Why is that? How is sum implemented?

`sum` is implemented in C inside the Python interpreter, while your for loop has to be interpreted, it's normal that it's slower. — Matteo Italia, Jul 04 '14 at 17:47
In *CPython* built-in functions are much faster than the pure-python translation. This is why you a good way to optimize, *for CPython*, is to let built-in functions do as much work as possible. Note that this changes completely using other implementations, such as PyPy. — Bakuriu, Jul 04 '14 at 17:49
What about using numpy? You of course would need to make the array first, so for a one-time use, I think it's a bit (a bunch) slower; but if you've already got the array handy, I think `arr.sum()` is faster. — dwanderson, Jul 04 '14 at 18:31
@dwanderson I don't know whether it would be slower even on a one-time use. Getting the value from a number is quite easy and efficient, so creating the array will probably take less time than summing the numbers (which requires also performing additions).
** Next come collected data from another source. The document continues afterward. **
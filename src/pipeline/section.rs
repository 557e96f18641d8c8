//! One section page → one size-validated snapshot on disk.
//!
//! ## Steps
//!
//! 1. Reuse the snapshot if it already exists and overwrite is off.
//! 2. Navigate (shared retry budget). Exhaustion is a per-section failure,
//!    never fatal: the guide continues with a gap.
//! 3. Inject the stylesheet, then measure the page.
//! 4. Let the page settle, then render until the file is plausibly large.
//! 5. Apply the exhaustion policy to a file that stayed undersized.
//!
//! Renderer failures *after* a successful navigation (a script or print
//! error) are fatal: they mean the browser itself is misbehaving.

use crate::config::{BinderConfig, ExhaustionPolicy};
use crate::error::{BinderError, SectionError};
use crate::layout::{exists, OutputLayout};
use crate::output::SectionResult;
use crate::pipeline::dimensions;
use crate::pipeline::discover::Section;
use crate::pipeline::navigate::{navigate, NavigationPolicy};
use crate::pipeline::validate::{file_size, produce_validated, SizePolicy};
use crate::renderer::Session;
use std::io::ErrorKind;
use tokio::time::sleep;
use tracing::{debug, info, warn};

/// Snapshot `section` of guide `title` through `session`.
///
/// The returned result carries a [`SectionError`] for recoverable failures;
/// `Err` is reserved for fatal ones.
pub async fn convert_section(
    session: &dyn Session,
    section: &Section,
    title: &str,
    stylesheet: &str,
    config: &BinderConfig,
    layout: &OutputLayout,
) -> Result<SectionResult, BinderError> {
    let path = layout.snapshot(title, section.index);
    let mut result = SectionResult {
        index: section.index,
        url: section.url.clone(),
        path: None,
        bytes: 0,
        render_attempts: 0,
        estimated: false,
        reused: false,
        undersized: false,
        error: None,
    };

    // ── Step 1: Reuse finished work ──────────────────────────────────────
    if !config.overwrite && exists(&path).await? {
        result.bytes = file_size(&path).await?;
        result.reused = true;
        result.path = Some(path);
        debug!("{} #{}: snapshot exists, reusing", title, section.index);
        return Ok(result);
    }

    if let Some(dir) = path.parent() {
        tokio::fs::create_dir_all(dir)
            .await
            .map_err(|e| BinderError::io(dir, e))?;
    }

    // ── Step 2: Navigate ─────────────────────────────────────────────────
    if let Err(failed) = navigate(session, &section.url, &NavigationPolicy::from_config(config)).await {
        warn!("{} #{}: {}", title, section.index, failed);
        result.error = Some(SectionError::NavigationFailed {
            index: section.index,
            url: section.url.clone(),
            retries: failed.retries,
        });
        return Ok(result);
    }

    // ── Step 3: Style and measure ────────────────────────────────────────
    session
        .inject_style(stylesheet)
        .await
        .map_err(|e| BinderError::Script {
            url: section.url.clone(),
            detail: e.to_string(),
        })?;

    let dims = dimensions::estimate(session, &config.selectors)
        .await
        .map_err(|e| BinderError::Script {
            url: section.url.clone(),
            detail: e.to_string(),
        })?;
    if dims.estimated {
        warn!(
            "{} #{}: layout not as expected, estimated page size {}x{}",
            title, section.index, dims.width, dims.height
        );
    }
    result.estimated = dims.estimated;

    // ── Step 4: Render and validate ──────────────────────────────────────
    sleep(config.settle()).await;
    let size = dims.page_size();
    let validation = produce_validated(
        || session.render_to_file(&path, size),
        &path,
        &SizePolicy::from_config(config),
    )
    .await?;
    result.render_attempts = validation.attempts;
    result.bytes = validation.bytes;

    // ── Step 5: Exhaustion policy ────────────────────────────────────────
    // Nothing on disk can't be merged, whatever the policy says.
    let keep_undersized = config.exhaustion_policy == ExhaustionPolicy::Accept && validation.bytes > 0;
    if validation.exhausted && keep_undersized {
        warn!(
            "{} #{}: keeping undersized snapshot ({} bytes < {})",
            title, section.index, validation.bytes, config.min_bytes
        );
        result.undersized = true;
    } else if validation.exhausted {
        match tokio::fs::remove_file(&path).await {
            Ok(()) => {}
            Err(e) if e.kind() == ErrorKind::NotFound => {}
            Err(e) => return Err(BinderError::io(&path, e)),
        }
        warn!(
            "{} #{}: dropping undersized snapshot ({} bytes < {})",
            title, section.index, validation.bytes, config.min_bytes
        );
        result.error = Some(SectionError::Undersized {
            index: section.index,
            bytes: validation.bytes,
            min_bytes: config.min_bytes,
            attempts: validation.attempts,
        });
        return Ok(result);
    }

    info!(
        "{} #{}: {} bytes in {} render(s)",
        title, section.index, validation.bytes, validation.attempts
    );
    result.path = Some(path);
    Ok(result)
}
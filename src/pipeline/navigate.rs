//! Navigation with a bounded, shared retry budget.
//!
//! ## Retry Strategy
//!
//! Two kinds of failure draw from **one** counter:
//!
//! * a response arrived with a status other than exactly 200 → wait the
//!   cool-down and *reload* in place, re-checking the status;
//! * no response at all (transport error, timeout) → wait the cool-down and
//!   start a *fresh* navigation to the same URL.
//!
//! The loop is explicit, so stack depth stays constant however the two kinds
//! interleave. Exhaustion yields [`NavigationFailed`], a value the caller
//! turns into a skipped section, a skipped guide, or (for the catalog page)
//! a fatal error.

use crate::config::BinderConfig;
use crate::error::NavigationFailed;
use crate::renderer::{NavResponse, RenderError, Session, WaitUntil};
use std::future::Future;
use std::time::Duration;
use tokio::time::sleep;
use tracing::{debug, warn};

/// Knobs for one navigation.
#[derive(Debug, Clone, Copy)]
pub struct NavigationPolicy {
    pub max_retries: u32,
    pub timeout: Duration,
    pub cooldown: Duration,
    pub wait: WaitUntil,
}

impl NavigationPolicy {
    pub fn from_config(config: &BinderConfig) -> Self {
        Self {
            max_retries: config.max_retries,
            timeout: config.navigation_timeout(),
            cooldown: config.navigation_cooldown(),
            wait: WaitUntil::NetworkIdle,
        }
    }
}

/// A successful navigation.
#[derive(Debug, Clone, Copy, PartialEq, Eq)]
pub struct Navigated {
    pub status: u16,
    /// Retries spent from the shared budget.
    pub retries: u32,
    /// How many of those retries were in-place reloads.
    pub reloads: u32,
}

/// Open `url` in `session`, retrying within `policy.max_retries`.
///
/// Success requires a final status of exactly 200 while the shared counter
/// is still below the budget.
pub async fn navigate(
    session: &dyn Session,
    url: &str,
    policy: &NavigationPolicy,
) -> Result<Navigated, NavigationFailed> {
    let mut retries = 0u32;
    let mut reloads = 0u32;

    loop {
        let mut response =
            with_timeout(policy.timeout, session.navigate(url, policy.wait, policy.timeout)).await;

        loop {
            let status = match &response {
                Ok(r) if !r.is_ok() && retries < policy.max_retries => r.status,
                _ => break,
            };
            warn!(
                "{}: HTTP {}, reload {}/{} in {:?}",
                url,
                status,
                retries + 1,
                policy.max_retries,
                policy.cooldown
            );
            sleep(policy.cooldown).await;
            retries += 1;
            reloads += 1;
            response = with_timeout(policy.timeout, session.reload(policy.wait, policy.timeout)).await;
        }

        match response {
            Ok(r) if r.is_ok() && retries < policy.max_retries => {
                debug!("{}: HTTP 200 after {} retries", url, retries);
                return Ok(Navigated {
                    status: r.status,
                    retries,
                    reloads,
                });
            }
            Ok(r) => {
                return Err(NavigationFailed {
                    url: url.to_string(),
                    retries,
                    last: format!("HTTP {}", r.status),
                });
            }
            Err(e) if retries < policy.max_retries => {
                warn!(
                    "{}: no response ({}), retry {}/{} in {:?}",
                    url,
                    e,
                    retries + 1,
                    policy.max_retries,
                    policy.cooldown
                );
                sleep(policy.cooldown).await;
                retries += 1;
            }
            Err(e) => {
                return Err(NavigationFailed {
                    url: url.to_string(),
                    retries,
                    last: e.to_string(),
                });
            }
        }
    }
}

/// Enforce the absolute timeout regardless of what the backend does with it.
async fn with_timeout<F>(timeout: Duration, fut: F) -> Result<NavResponse, RenderError>
where
    F: Future<Output = Result<NavResponse, RenderError>>,
{
    match tokio::time::timeout(timeout, fut).await {
        Ok(r) => r,
        Err(_) => Err(RenderError::Timeout {
            secs: timeout.as_secs(),
        }),
    }
}
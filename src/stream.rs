//! Streaming catalog API: emit guide reports as guides finish.
//!
//! A catalog run takes hours. [`bind_catalog_stream`] lets callers persist
//! or display each guide's report the moment it is ready instead of waiting
//! for the slowest guide.
//!
//! Reports arrive in completion order, which depends on each guide's size and
//! the remote site's latency. Only `config.max_in_progress` guides are polled
//! at once; the rest wait their turn.

use crate::bind::{bind_guide, discover_catalog, BindInputs};
use crate::config::BinderConfig;
use crate::error::BinderError;
use crate::output::GuideReport;
use crate::renderer::Browser;
use futures::stream::{self, StreamExt};
use std::pin::Pin;
use std::sync::Arc;
use tokio_stream::Stream;

/// A boxed stream of guide reports.
///
/// An `Err` item is a fatal error of one guide wrapped in
/// [`BinderError::GuideAborted`]; the stream keeps going after it.
pub type GuideStream = Pin<Box<dyn Stream<Item = Result<GuideReport, BinderError>> + Send>>;

/// Discover the catalog, then stream one report per guide.
///
/// # Errors
/// Returns `Err` before any guide starts if the catalog cannot be read.
///
/// # Example
/// ```rust,no_run
/// use guide2pdf::{bind_catalog_stream, BindInputs, BinderConfig, Browser};
/// use futures::StreamExt;
/// use std::sync::Arc;
///
/// # async fn run(browser: Arc<dyn Browser>, inputs: BindInputs) -> Result<(), Box<dyn std::error::Error>> {
/// let config = BinderConfig::default();
/// let mut guides = bind_catalog_stream(browser, &inputs, &config).await?;
/// while let Some(guide) = guides.next().await {
///     match guide {
///         Ok(r) => println!("{}: {}", r.title, r.outcome.label()),
///         Err(e) => eprintln!("Error: {e}"),
///     }
/// }
/// # Ok(())
/// # }
/// ```
pub async fn bind_catalog_stream(
    browser: Arc<dyn Browser>,
    inputs: &BindInputs,
    config: &BinderConfig,
) -> Result<GuideStream, BinderError> {
    let entries = discover_catalog(&*browser, inputs, config).await?;
    if let Some(ref cb) = config.progress_callback {
        cb.on_catalog_start(entries.len());
    }

    let inputs = Arc::new(inputs.clone());
    let config = config.clone();
    let concurrency = config.max_in_progress;

    let s = stream::iter(entries.into_iter().map(move |entry| {
        let browser = Arc::clone(&browser);
        let inputs = Arc::clone(&inputs);
        let cfg = config.clone();
        async move {
            bind_guide(&*browser, &entry, &inputs, &cfg)
                .await
                .map_err(|e| BinderError::GuideAborted {
                    title: entry.title.clone(),
                    source: Box::new(e),
                })
        }
    }))
    .buffer_unordered(concurrency);

    Ok(Box::pin(s))
}
//! Pipeline stages for turning guides into documents.
//!
//! Each submodule implements one step and is testable on its own against a
//! scripted [`crate::renderer::Session`].
//!
//! ## Data Flow
//!
//! ```text
//!                     ┌──────────────── per section, in order ────────────────┐
//! discover ──▶ guide ─┤ navigate ──▶ dimensions ──▶ validate   (= section)    ├─▶ merge
//! (catalog,   (state  └───────────────────────────────────────────────────────┘   (lopdf)
//!  TOC)        machine)
//! ```
//!
//! 1. [`discover`]   — read the catalog and a guide's table of contents; sanitise titles
//! 2. [`navigate`]   — open a URL with a bounded, shared retry budget
//! 3. [`dimensions`] — measure the page so the snapshot is one tall page
//! 4. [`validate`]   — re-render until the snapshot is plausibly complete
//! 5. [`section`]    — steps 2–4 for one section, plus reuse of finished work
//! 6. [`merge`]      — concatenate snapshots in index order; runs in `spawn_blocking`
//! 7. [`guide`]      — the per-guide state machine tying it all together

pub mod dimensions;
pub mod discover;
pub mod guide;
pub mod merge;
pub mod navigate;
pub mod section;
pub mod validate;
Then computing the sum should take *much* less time, so it might be faster. However numpy has one big problem: it uses fixed-size integers, so with long arrays it can easily overflow or you have to use an array of `object`s, which would decrease the performances a lot. — Bakuriu, Jul 04 '14 at 19:08
@Bakuriu: see my answer. It is *much* faster at least with large data. — DrV, Jul 04 '14 at 19:09
@DrV dwanderson and I were speaking of dealing with the summation of a *python list* (which can be arbitrary, `range` is just one case [and a useless one too]) converting the list first to an array and then calling `.sum()`. In your answer you don't profile this case, which is what matters. It's not always possible to use a numpy array from the start for different reasons, so you must take into account the time to convert from python list to array. — Bakuriu, Jul 04 '14 at 19:14
@Bakuriu: I did not mention that case, because it is awfully slow. I edited it into my answer. It is quite funny it is so slow, as the data is exactly in the same form in memory. A simple memory allocation and copy should not take that much time. I guess `numpy` cannot access the raw form of `list` but is forced to use slow access methods. Pity, this has bitten me too many times. — DrV, Jul 04 '14 at 19:18
@DrV Note that integers are *objects* in python. So the list is actually an array of pointers to `struct`s that contain a field that has the integer value, so there's a lot of dereferencing to be done. Also it should be *much* faster in python2 with lists of small `int`s instead of `long`s. In python3 all integers are `long`s and thus a conversion is necessary to obtain the actual value, which might be costly. In any case: creating a numpy array from a list of integer is *not* a simple copy of a C array. — Bakuriu, Jul 04 '14 at 19:22

Martijn Pieters · Accepted Answer · 2014-07-04T18:05:43.690

The speed difference is actually greater than 3 times, but you slow down either version by first creating a huge in-memory list of 1 million integers. Separate that out of the time trials:

>>> import timeit
>>> def sum1(lst):
...     s = 0
...     for i in lst:
...         s += i
...     return s
... 
>>> def sum2(lst):
...     return sum(lst)
... 
>>> values = range(1000000)
>>> timeit.timeit('f(lst)', 'from __main__ import sum1 as f, values as lst', number=100)
3.457869052886963
>>> timeit.timeit('f(lst)', 'from __main__ import sum2 as f, values as lst', number=100)
0.6696369647979736

The speed difference has risen to over 5 times now.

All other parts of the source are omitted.